Superdome’s rebirth good for New Orleans
Seventy-one-year-old Irma Warner had a home in New Orleans' Lakeview neighborhood last year before Hurricane Katrina.
She and her husband, Pascal, 80, still have the house, but they live in an apartment while they work six days a week to reclaim their home that was flooded by seven feet of water.
That's their universe. So instead of going down to the Superdome to celebrate its re-opening Monday, she took a ride through the Ninth Ward that flood waters wiped out. And she wondered about spending $185 million on the Superdome when so many people were still without anything.
Hers is a good question that many poor people of New Orleans keep asking.

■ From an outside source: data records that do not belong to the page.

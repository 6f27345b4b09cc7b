//! Subscribe request establishment (spec.md §4.G.5): acceptance,
//! subscription id assignment and the priming read. Ongoing dirty-set
//! tracking and the publishing timer loop are owned by the Subscription
//! Manager, not here (spec.md §4.H) — this module only covers the
//! request/response handshake at the Interaction Engine boundary.

use crate::endpoint::EndpointGraph;
use crate::read::{read, DataVersionFilter, ReadRequest, ReportChunk};
use matter_types::{AttributePath, EventPath, NodeId};

#[derive(Debug, Clone)]
pub struct SubscribeRequest {
    pub min_interval_secs: u16,
    pub max_interval_secs: u16,
    pub attribute_paths: Vec<AttributePath>,
    pub event_paths: Vec<EventPath>,
    pub data_version_filters: Vec<DataVersionFilter>,
    pub is_fabric_filtered: bool,
    /// `false` cancels every prior subscription from the same peer on
    /// accept (spec.md §4.G.5).
    pub keep_subscriptions: bool,
}

#[derive(Debug, Clone)]
pub struct SubscribeAccept {
    pub subscription_id: u32,
    pub min_interval_secs: u16,
    pub max_interval_secs: u16,
    pub priming_report: Vec<Vec<ReportChunk>>,
}

/// Accept `request` and perform the priming read (spec.md §4.G.5: "On
/// acceptance, perform an initial priming Read over the same paths").
/// Rejection (bad interval range, zero paths) is the caller's concern —
/// this function assumes the request already passed those checks.
pub fn accept(graph: &EndpointGraph, request: &SubscribeRequest, subject: Option<NodeId>, subscription_id: u32, max_chunk_bytes: usize) -> SubscribeAccept {
    let priming = ReadRequest {
        attribute_paths: request.attribute_paths.clone(),
        event_paths: request.event_paths.clone(),
        data_version_filters: request.data_version_filters.clone(),
        is_fabric_filtered: request.is_fabric_filtered,
    };
    SubscribeAccept {
        subscription_id,
        min_interval_secs: request.min_interval_secs,
        max_interval_secs: request.max_interval_secs,
        priming_report: read(graph, &priming, subject, max_chunk_bytes),
    }
}

#[cfg(test)]
mod tests {
    use super::*;
    use crate::endpoint::{AclEntry, ClusterInstance, EndpointInstance};
    use matter_types::{AccessLevel, AttributeId, ClusterId, EndpointId};

    #[test]
    fn accept_runs_a_priming_read_over_the_requested_paths() {
        let mut graph = EndpointGraph::new();
        let mut cluster = ClusterInstance::default();
        cluster.attributes.insert(AttributeId(0), serde_json::json!(false));
        let endpoint = EndpointInstance::new(EndpointId(1))
            .with_acl(AclEntry { subjects: vec![], privilege: AccessLevel::View })
            .with_cluster(ClusterId(6), cluster);
        graph.insert(endpoint);

        let request = SubscribeRequest {
            min_interval_secs: 0,
            max_interval_secs: 60,
            attribute_paths: vec![AttributePath::wildcard()],
            event_paths: vec![],
            data_version_filters: vec![],
            is_fabric_filtered: false,
            keep_subscriptions: true,
        };
        let accepted = accept(&graph, &request, Some(NodeId(1)), 7, 1024);
        assert_eq!(accepted.subscription_id, 7);
        let total: usize = accepted.priming_report.iter().map(Vec::len).sum();
        assert_eq!(total, 1);
    }
}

The answer is hard: New Orleans as a city can benefit more from having the Superdome reopen than it can from rebuilding the Ninth Ward.
The Superdome is part of the engine that makes New Orleans go. Its tax revenue may ultimately help rebuild the Ninth Ward and other neighborhoods.
But the Superdome is more. It has become a symbol of the city's emergence from devastation. Many more people than the 68,000 who saw the greatly hyped football game between the Saints and the Atlanta Falcons showed up at the Superdome to be part of the New Orleans they loved.
Irma and Pascal Warner probably had been asleep for hours before the after-game celebrating ended. And they probably got up Tuesday morning thinking about the $185 million and how just a few thousand dollars from that sum could get them back into the Lakeview home.